(Stored data entries)
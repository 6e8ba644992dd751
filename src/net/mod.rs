//! Net transport: a `SecureChannel` trait abstracting the mutual-TLS byte
//! pipe the upload session runs over, and a minimal HTTP response parser.

pub mod http;
pub mod secure_channel;

use thiserror::Error;

#[derive(Error, Debug)]
pub enum NetError {
    #[error("TLS handshake failed: {0}")]
    TlsHandshake(String),
    #[error("connect failed: {0}")]
    Connect(String),
    #[error("send failed: {0}")]
    Send(String),
    #[error("recv failed: {0}")]
    Recv(String),
    #[error("operation timed out after {0:?}")]
    Timeout(std::time::Duration),
    #[error("malformed HTTP response framing: {0}")]
    HttpParse(String),
    #[error("channel already disconnected")]
    Disconnected,
}

pub use http::HttpResponseParser;
pub use secure_channel::{SecureChannel, TlsSecureChannel};
#[cfg(test)]
pub use secure_channel::InMemorySecureChannel;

• Work instruction
Each line above is to be repeated exactly.

• Solution to the exercise
repository 6e8ba644992dd751
filename src/net/mod.rs
//! Net transport: a `SecureChannel` trait abstracting the mutual-TLS byte
//! pipe the upload session runs over, and a minimal HTTP response parser.

pub mod http;
pub mod secure_channel;

use thiserror::Error;

#[derive(Error, Debug)]
pub enum NetError {
    #[error("TLS handshake failed: {0}")]
    TlsHandshake(String),
    #[error("connect failed: {0}")]
    Connect(String),
    #[error("send failed: {0}")]
    Send(String),
    #[error("recv failed: {0}")]
    Recv(String),
    #[error("operation timed out after {0:?}")]
    Timeout(std::time::Duration),
    #[error("malformed HTTP response framing: {0}")]
    HttpParse(String),
    #[error("channel already disconnected")]
    Disconnected,
}

pub use http::HttpResponseParser;
pub use secure_channel::{SecureChannel, TlsSecureChannel};
#[cfg(test)]
pub use secure_channel::InMemorySecureChannel;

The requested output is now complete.